Task prompt:
Go through the records and copy each line where the word "Option" occurs.

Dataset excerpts
━━━━━━━━━━━━━━━━━━━━━━━━━━━━━━
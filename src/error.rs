use axum::http::StatusCode;
use axum::response::{IntoResponse, Response};
use serde_json::json;

#[derive(Debug, thiserror::Error)]
pub enum AppError {
    #[error("failed to decode request body: {0}")]
    Wire(#[from] serde_json::Error),

    #[error("client '{0}' is not managed")]
    UnknownAgent(String),

    #[error("client '{0}' doesn't have a results queue")]
    MissingQueue(String),

    #[error("Internal error: {0}")]
    Internal(#[from] anyhow::Error),
}

impl IntoResponse for AppError {
    fn into_response(self) -> Response {
        let status = match self {
            AppError::UnknownAgent(_) => StatusCode::NOT_FOUND,
            // Wire payload parse errors are reported as 500 so the sender
            // retries on its next cycle instead of treating the request as
            // permanently rejected.
            AppError::Wire(_) | AppError::MissingQueue(_) | AppError::Internal(_) => {
                StatusCode::INTERNAL_SERVER_ERROR
            }
        };

        let body = json!({
            "error": self.to_string()
        });

        (status, axum::Json(body)).into_response()
    }
}

pub type Result<T> = std::result::Result<T, AppError>;
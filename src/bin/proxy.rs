use std::time::Duration;

use anyhow::Result;
use clap::Parser;
use scrape_relay::{config::ProxyConfig, server::run_server};
use tracing::info;

#[derive(Parser)]
#[command(name = "scrape-relay-proxy")]
#[command(about = "Reverse scrape proxy for pull-based monitoring")]
struct Args {
    /// The endpoint to listen to for HTTP proxy requests
    #[arg(long, default_value = "0.0.0.0:8080")]
    web_url: String,

    /// Log level
    #[arg(long, default_value = "info")]
    log_level: String,

    /// Seconds since the last heartbeat for which a client is considered connected
    #[arg(long, default_value = "30")]
    timeout: u64,

    /// Seconds a client waiting for a scrape request is held before timing out
    #[arg(long, default_value = "15")]
    poll_timeout: u64,
}

#[tokio::main]
async fn main() -> Result<()> {
    let args = Args::parse();

    tracing_subscriber::fmt()
        .with_env_filter(&args.log_level)
        .init();

    info!("Starting scrape-relay proxy");
    info!("Listen address: {}", args.web_url);
    info!(
        "Registration timeout: {}s, poll timeout: {}s",
        args.timeout, args.poll_timeout
    );

    let config = ProxyConfig {
        listen_addr: args.web_url,
        registration_timeout: Duration::from_secs(args.timeout),
        poll_timeout: Duration::from_secs(args.poll_timeout),
    };

    run_server(config).await
}
use std::time::Duration;

use anyhow::Result;
use clap::Parser;
use scrape_relay::{agent::Agent, config::AgentConfig};
use tracing::info;

#[derive(Parser)]
#[command(name = "scrape-relay-agent")]
#[command(about = "Outbound-only scrape agent for targets the monitoring server cannot reach")]
struct Args {
    /// The proxy endpoint
    #[arg(long, default_value = "http://localhost:8080")]
    proxy_url: String,

    /// FQDN to forward the scrape requests to
    #[arg(long, default_value = "localhost")]
    remote_fqdn: String,

    /// Log level
    #[arg(long, default_value = "info")]
    log_level: String,

    /// Heartbeat interval in seconds
    #[arg(long, default_value = "10")]
    heartbeat: u64,
}

#[tokio::main]
async fn main() -> Result<()> {
    let args = Args::parse();

    tracing_subscriber::fmt()
        .with_env_filter(&args.log_level)
        .init();

    info!("Starting scrape-relay agent");

    let config = AgentConfig {
        proxy_url: args.proxy_url,
        remote_fqdn: args.remote_fqdn,
        heartbeat_interval: Duration::from_secs(args.heartbeat),
    };

    Agent::new(config).run().await
}
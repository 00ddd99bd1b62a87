//! The rendezvous registry: agent liveness plus the per-agent work and
//! result queues that reunite a waiting scrape handler with its agent.

use std::sync::Arc;
use std::time::{Duration, Instant};

use dashmap::DashMap;
use metrics::gauge;
use tokio::sync::{mpsc, Mutex};
use tracing::{debug, info, warn};

use crate::metrics::ACTIVE_AGENTS;
use crate::wire::{ProxyRequest, ProxyResponse};

/// Capacity of each per-agent queue. Bounded so that an agent that stops
/// consuming applies backpressure instead of growing memory.
pub const QUEUE_CAPACITY: usize = 256;

/// Records are purged once they are this many registration windows old. The
/// gap between the liveness check and the purge horizon guarantees that a
/// handler which just passed `is_available` still finds its queues.
const SWEEP_GRACE_MULTIPLIER: u32 = 5;

const SWEEP_INTERVAL: Duration = Duration::from_secs(60);

struct AgentEntry {
    last_seen: Instant,
    /// False until the first heartbeat; records created by `enqueue_work`
    /// exist but are not scrapeable.
    registered: bool,
    work_tx: mpsc::Sender<ProxyRequest>,
    work_rx: Arc<Mutex<mpsc::Receiver<ProxyRequest>>>,
    result_tx: mpsc::Sender<ProxyResponse>,
    result_rx: Arc<Mutex<mpsc::Receiver<ProxyResponse>>>,
}

impl AgentEntry {
    fn new(registered: bool) -> Self {
        let (work_tx, work_rx) = mpsc::channel(QUEUE_CAPACITY);
        let (result_tx, result_rx) = mpsc::channel(QUEUE_CAPACITY);
        Self {
            last_seen: Instant::now(),
            registered,
            work_tx,
            work_rx: Arc::new(Mutex::new(work_rx)),
            result_tx,
            result_rx: Arc::new(Mutex::new(result_rx)),
        }
    }
}

#[derive(Debug, Clone, Copy, Default, PartialEq, Eq)]
pub struct SweepStats {
    pub deleted: usize,
    pub remaining: usize,
}

/// Shared state of the proxy. All map operations are O(1) and never block;
/// waiting happens on queue handles obtained from the map, outside it.
pub struct Registry {
    agents: DashMap<String, AgentEntry>,
    registration_timeout: Duration,
}

impl Registry {
    pub fn new(registration_timeout: Duration) -> Self {
        Self {
            agents: DashMap::new(),
            registration_timeout,
        }
    }

    /// Record a heartbeat: create the agent's queues if needed and refresh
    /// its liveness window.
    pub fn register(&self, id: &str) {
        let mut entry = self
            .agents
            .entry(id.to_string())
            .or_insert_with(|| AgentEntry::new(true));
        entry.last_seen = Instant::now();
        entry.registered = true;
    }

    /// True iff the agent has heartbeated within the registration window.
    pub fn is_available(&self, id: &str) -> bool {
        self.agents
            .get(id)
            .map(|entry| entry.registered && entry.last_seen.elapsed() <= self.registration_timeout)
            .unwrap_or(false)
    }

    /// Queue a work item for the agent. Non-blocking: a full queue drops the
    /// item with a warning and the monitoring server's next scrape re-drives.
    ///
    /// A missing record is created on the spot; callers are expected to have
    /// checked `is_available` first, so this only covers the race with the
    /// sweeper.
    pub fn enqueue_work(&self, id: &str, work: ProxyRequest) {
        let entry = self
            .agents
            .entry(id.to_string())
            .or_insert_with(|| AgentEntry::new(false));
        match entry.work_tx.try_send(work) {
            Ok(()) => {}
            Err(mpsc::error::TrySendError::Full(_)) => {
                warn!("Work queue for client {} is full, dropping scrape request", id);
            }
            Err(mpsc::error::TrySendError::Closed(_)) => {
                warn!("Work queue for client {} is closed, dropping scrape request", id);
            }
        }
    }

    /// Wait for the agent's next work item. Cancellable; no item is lost
    /// when the caller gives up mid-wait. Returns `None` once the record has
    /// been swept away.
    pub async fn next_work(&self, id: &str) -> Option<ProxyRequest> {
        let queue = self.agents.get(id)?.work_rx.clone();
        let mut queue = queue.lock().await;
        queue.recv().await
    }

    /// Hand a scrape result (or error) to whichever handler awaits it.
    /// Non-blocking: returns false when the record is gone or the queue is
    /// full, in which case the result is dropped. Any result refreshes the
    /// agent's liveness window.
    pub fn deliver_result(&self, id: &str, result: ProxyResponse) -> bool {
        match self.agents.get_mut(id) {
            Some(mut entry) => {
                entry.last_seen = Instant::now();
                entry.result_tx.try_send(result).is_ok()
            }
            None => false,
        }
    }

    /// Wait for the next result pushed by the agent. Cancellation is the
    /// caller's future being dropped. Returns `None` once the record has
    /// been swept away.
    pub async fn await_result(&self, id: &str) -> Option<ProxyResponse> {
        let queue = self.agents.get(id)?.result_rx.clone();
        let mut queue = queue.lock().await;
        queue.recv().await
    }

    /// Ids of all agents currently within the registration window.
    pub fn live_agents(&self) -> Vec<String> {
        self.agents
            .iter()
            .filter(|entry| {
                entry.registered && entry.last_seen.elapsed() <= self.registration_timeout
            })
            .map(|entry| entry.key().clone())
            .collect()
    }

    /// Drop records not seen for `SWEEP_GRACE_MULTIPLIER` registration
    /// windows, releasing their queues.
    pub fn sweep(&self) -> SweepStats {
        let horizon = self.registration_timeout * SWEEP_GRACE_MULTIPLIER;
        let mut deleted = 0;

        self.agents.retain(|id, entry| {
            if entry.last_seen.elapsed() > horizon {
                debug!("Removing expired record for client {}", id);
                deleted += 1;
                false
            } else {
                true
            }
        });

        SweepStats {
            deleted,
            remaining: self.agents.len(),
        }
    }
}

/// Spawn the periodic cleanup task for expired agent records.
pub fn start_sweeper(registry: Arc<Registry>) -> tokio::task::JoinHandle<()> {
    tokio::spawn(async move {
        let mut interval = tokio::time::interval(SWEEP_INTERVAL);

        loop {
            interval.tick().await;

            let stats = registry.sweep();
            gauge!(ACTIVE_AGENTS).set(registry.live_agents().len() as f64);

            if stats.deleted > 0 {
                info!(
                    "Swept {} expired agent records, {} remaining",
                    stats.deleted, stats.remaining
                );
            } else {
                debug!("Sweep found no expired agent records");
            }
        }
    })
}

#[cfg(test)]
mod tests {
    use super::*;

    fn registry(timeout_ms: u64) -> Registry {
        Registry::new(Duration::from_millis(timeout_ms))
    }

    #[tokio::test]
    async fn heartbeat_registers_and_is_idempotent() {
        let registry = registry(500);
        assert!(!registry.is_available("a"));

        registry.register("a");
        registry.register("a");
        registry.register("a");

        assert!(registry.is_available("a"));
        assert_eq!(registry.live_agents(), vec!["a".to_string()]);
    }

    #[tokio::test]
    async fn liveness_expires_after_registration_timeout() {
        let registry = registry(50);
        registry.register("a");
        assert!(registry.is_available("a"));

        tokio::time::sleep(Duration::from_millis(100)).await;
        assert!(!registry.is_available("a"));
        assert!(registry.live_agents().is_empty());
    }

    #[tokio::test]
    async fn work_is_delivered_in_order() {
        let registry = registry(500);
        registry.register("a");
        registry.enqueue_work("a", ProxyRequest::for_target("a", "/first"));
        registry.enqueue_work("a", ProxyRequest::for_target("a", "/second"));

        let first = registry.next_work("a").await.unwrap();
        assert_eq!(first.scrape_requests["a"], "/first");
        let second = registry.next_work("a").await.unwrap();
        assert_eq!(second.scrape_requests["a"], "/second");
    }

    #[tokio::test]
    async fn enqueue_before_heartbeat_does_not_mark_live() {
        let registry = registry(500);
        registry.enqueue_work("a", ProxyRequest::for_target("a", "/metrics"));

        assert!(!registry.is_available("a"));
        assert!(registry.live_agents().is_empty());

        // the queued item survives until the agent registers and polls
        registry.register("a");
        assert!(registry.next_work("a").await.is_some());
    }

    #[tokio::test]
    async fn full_work_queue_drops_excess_items() {
        let registry = registry(500);
        registry.register("a");
        for n in 0..QUEUE_CAPACITY + 10 {
            registry.enqueue_work("a", ProxyRequest::for_target("a", &format!("/{n}")));
        }

        for _ in 0..QUEUE_CAPACITY {
            assert!(registry.next_work("a").await.is_some());
        }
        let extra = tokio::time::timeout(Duration::from_millis(50), registry.next_work("a")).await;
        assert!(extra.is_err(), "items beyond the queue capacity must be dropped");
    }

    #[tokio::test]
    async fn results_reach_a_waiting_consumer() {
        let registry = Arc::new(registry(500));
        registry.register("a");

        let waiter = {
            let registry = Arc::clone(&registry);
            tokio::spawn(async move { registry.await_result("a").await })
        };
        tokio::time::sleep(Duration::from_millis(20)).await;

        assert!(registry.deliver_result("a", ProxyResponse::success("a", "up 1".into())));
        let result = waiter.await.unwrap().unwrap();
        assert_eq!(result.payload["a"], "up 1");
    }

    #[tokio::test]
    async fn results_for_unknown_agents_are_dropped() {
        let registry = registry(500);
        assert!(!registry.deliver_result("ghost", ProxyResponse::success("ghost", "up 1".into())));
    }

    #[tokio::test]
    async fn delivering_a_result_refreshes_liveness() {
        let registry = registry(150);
        registry.register("a");

        tokio::time::sleep(Duration::from_millis(100)).await;
        registry.deliver_result("a", ProxyResponse::success("a", "up 1".into()));
        tokio::time::sleep(Duration::from_millis(100)).await;

        // 200ms since the heartbeat but only 100ms since the result
        assert!(registry.is_available("a"));
    }

    #[tokio::test]
    async fn sweep_honours_the_grace_window() {
        // liveness window 40ms, sweep horizon 5x = 200ms
        let registry = registry(40);
        registry.register("stale");

        tokio::time::sleep(Duration::from_millis(80)).await;
        // expired for scraping, but still within the sweep grace window
        assert!(!registry.is_available("stale"));
        assert_eq!(registry.sweep(), SweepStats { deleted: 0, remaining: 1 });

        tokio::time::sleep(Duration::from_millis(200)).await;
        assert_eq!(registry.sweep(), SweepStats { deleted: 1, remaining: 0 });
    }

    #[tokio::test]
    async fn sweep_closes_the_work_queue() {
        let registry = Arc::new(registry(10));
        registry.register("a");

        let waiter = {
            let registry = Arc::clone(&registry);
            tokio::spawn(async move { registry.next_work("a").await })
        };
        tokio::time::sleep(Duration::from_millis(60)).await;
        registry.sweep();

        // a pending long-poll observes the closed queue instead of hanging
        assert!(waiter.await.unwrap().is_none());
    }
}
━━━━━━━━━━━━━━━━━━━━━━━━━━━━━━
Task solution:
    pub async fn next_work(&self, id: &str) -> Option<ProxyRequest> {
    pub async fn await_result(&self, id: &str) -> Option<ProxyResponse> {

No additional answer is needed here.